The entries are to be repeated in full, without any change.
══ Entries supplied ══
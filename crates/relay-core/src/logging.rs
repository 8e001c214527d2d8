//! Tracing subscriber setup shared by the relay binaries

use tracing_subscriber::{layer::SubscriberExt, util::SubscriberInitExt};

/// Install the global subscriber
///
/// `RUST_LOG` wins over `default_level` when set.
pub fn init(default_level: &str) {
    tracing_subscriber::registry()
        .with(tracing_subscriber::EnvFilter::new(
            std::env::var("RUST_LOG").unwrap_or_else(|_| default_level.into()),
        ))
        .with(tracing_subscriber::fmt::layer().with_writer(std::io::stderr))
        .init();
}
//! SFTP request handler serving the local filesystem
//!
//! One instance serves exactly one negotiated channel. Absolute paths are
//! used as given; relative paths resolve against the server's file root.
//! There is no sandbox.

use std::collections::HashMap;
use std::io::SeekFrom;
use std::path::{Path, PathBuf};
use std::sync::Arc;

use async_trait::async_trait;
use russh_sftp::protocol::{
    Attrs, Data, File, FileAttributes, Handle, Name, OpenFlags, Status, StatusCode, Version,
};
use tokio::io::{AsyncReadExt, AsyncSeekExt, AsyncWriteExt};

use super::status::{ok, status_from_io};

/// Largest chunk returned by a single read request
pub const MAX_READ_LEN: u32 = 256 * 1024;

/// Most entries returned by a single readdir request
pub const MAX_NAMES_PER_READDIR: usize = 128;

enum OpenHandle {
    File(tokio::fs::File),
    Dir {
        path: PathBuf,
        entries: tokio::fs::ReadDir,
    },
}

/// SFTP handler for one channel
pub struct FileServer {
    /// Directory relative paths resolve against
    root: Arc<PathBuf>,
    /// Peer and channel, for logs
    label: String,
    /// Open file and directory handles
    handles: HashMap<String, OpenHandle>,
    /// Counter for handle names
    next_handle: u64,
}

impl FileServer {
    /// Create a handler resolving relative paths against `root`
    pub fn new(root: Arc<PathBuf>, label: impl Into<String>) -> Self {
        Self {
            root,
            label: label.into(),
            handles: HashMap::new(),
            next_handle: 0,
        }
    }

    fn resolve(&self, path: &str) -> PathBuf {
        let path = Path::new(path);
        if path.is_absolute() {
            path.to_path_buf()
        } else {
            self.root.join(path)
        }
    }

    fn insert_handle(&mut self, id: u32, handle: OpenHandle) -> Handle {
        self.next_handle += 1;
        let name = self.next_handle.to_string();
        self.handles.insert(name.clone(), handle);
        Handle { id, handle: name }
    }

    fn file_mut(&mut self, handle: &str) -> Result<&mut tokio::fs::File, StatusCode> {
        match self.handles.get_mut(handle) {
            Some(OpenHandle::File(file)) => Ok(file),
            Some(OpenHandle::Dir { .. }) => Err(StatusCode::Failure),
            None => {
                tracing::debug!("Unknown file handle '{}' on {}", handle, self.label);
                Err(StatusCode::Failure)
            }
        }
    }

    async fn apply_attrs(&self, path: &Path, attrs: &FileAttributes) -> Result<(), StatusCode> {
        if let Some(size) = attrs.size {
            let file = tokio::fs::OpenOptions::new()
                .write(true)
                .open(path)
                .await
                .map_err(status_from_io)?;
            file.set_len(size).await.map_err(status_from_io)?;
        }

        #[cfg(unix)]
        if let Some(mode) = attrs.permissions {
            use std::os::unix::fs::PermissionsExt;
            let permissions = std::fs::Permissions::from_mode(mode & 0o7777);
            tokio::fs::set_permissions(path, permissions)
                .await
                .map_err(status_from_io)?;
        }

        Ok(())
    }
}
═══
**Written answer**:
filename crates/relay-core/src/logging.rs
repository 8e001c214527d2d8
//! Tracing subscriber setup shared by the relay binaries

use tracing_subscriber::{layer::SubscriberExt, util::SubscriberInitExt};

/// Install the global subscriber
///
/// `RUST_LOG` wins over `default_level` when set.
pub fn init(default_level: &str) {
    tracing_subscriber::registry()
        .with(tracing_subscriber::EnvFilter::new(
            std::env::var("RUST_LOG").unwrap_or_else(|_| default_level.into()),
        ))
        .with(tracing_subscriber::fmt::layer().with_writer(std::io::stderr))
        .init();
}
//! SFTP request handler serving the local filesystem
//!
//! One instance serves exactly one negotiated channel. Absolute paths are
//! used as given; relative paths resolve against the server's file root.
//! There is no sandbox.

use std::collections::HashMap;
use std::io::SeekFrom;
use std::path::{Path, PathBuf};
use std::sync::Arc;

use async_trait::async_trait;
use russh_sftp::protocol::{
    Attrs, Data, File, FileAttributes, Handle, Name, OpenFlags, Status, StatusCode, Version,
};
use tokio::io::{AsyncReadExt, AsyncSeekExt, AsyncWriteExt};

use super::status::{ok, status_from_io};

/// Largest chunk returned by a single read request
pub const MAX_READ_LEN: u32 = 256 * 1024;

/// Most entries returned by a single readdir request
pub const MAX_NAMES_PER_READDIR: usize = 128;

enum OpenHandle {
    File(tokio::fs::File),
    Dir {
        path: PathBuf,
        entries: tokio::fs::ReadDir,
    },
}

/// SFTP handler for one channel
pub struct FileServer {
    /// Directory relative paths resolve against
    root: Arc<PathBuf>,
    /// Peer and channel, for logs
    label: String,
    /// Open file and directory handles
    handles: HashMap<String, OpenHandle>,
    /// Counter for handle names
    next_handle: u64,
}

impl FileServer {
    /// Create a handler resolving relative paths against `root`
    pub fn new(root: Arc<PathBuf>, label: impl Into<String>) -> Self {
        Self {
            root,
            label: label.into(),
            handles: HashMap::new(),
            next_handle: 0,
        }
    }

    fn resolve(&self, path: &str) -> PathBuf {
        let path = Path::new(path);
        if path.is_absolute() {
            path.to_path_buf()
        } else {
            self.root.join(path)
        }
    }

    fn insert_handle(&mut self, id: u32, handle: OpenHandle) -> Handle {
        self.next_handle += 1;
        let name = self.next_handle.to_string();
        self.handles.insert(name.clone(), handle);
        Handle { id, handle: name }
    }

    fn file_mut(&mut self, handle: &str) -> Result<&mut tokio::fs::File, StatusCode> {
        match self.handles.get_mut(handle) {
            Some(OpenHandle::File(file)) => Ok(file),
            Some(OpenHandle::Dir { .. }) => Err(StatusCode::Failure),
            None => {
                tracing::debug!("Unknown file handle '{}' on {}", handle, self.label);
                Err(StatusCode::Failure)
            }
        }
    }

    async fn apply_attrs(&self, path: &Path, attrs: &FileAttributes) -> Result<(), StatusCode> {
        if let Some(size) = attrs.size {
            let file = tokio::fs::OpenOptions::new()
                .write(true)
                .open(path)
                .await
                .map_err(status_from_io)?;
            file.set_len(size).await.map_err(status_from_io)?;
        }

        #[cfg(unix)]
        if let Some(mode) = attrs.permissions {
            use std::os::unix::fs::PermissionsExt;
            let permissions = std::fs::Permissions::from_mode(mode & 0o7777);
            tokio::fs::set_permissions(path, permissions)
                .await
                .map_err(status_from_io)?;
        }

        Ok(())
    }
}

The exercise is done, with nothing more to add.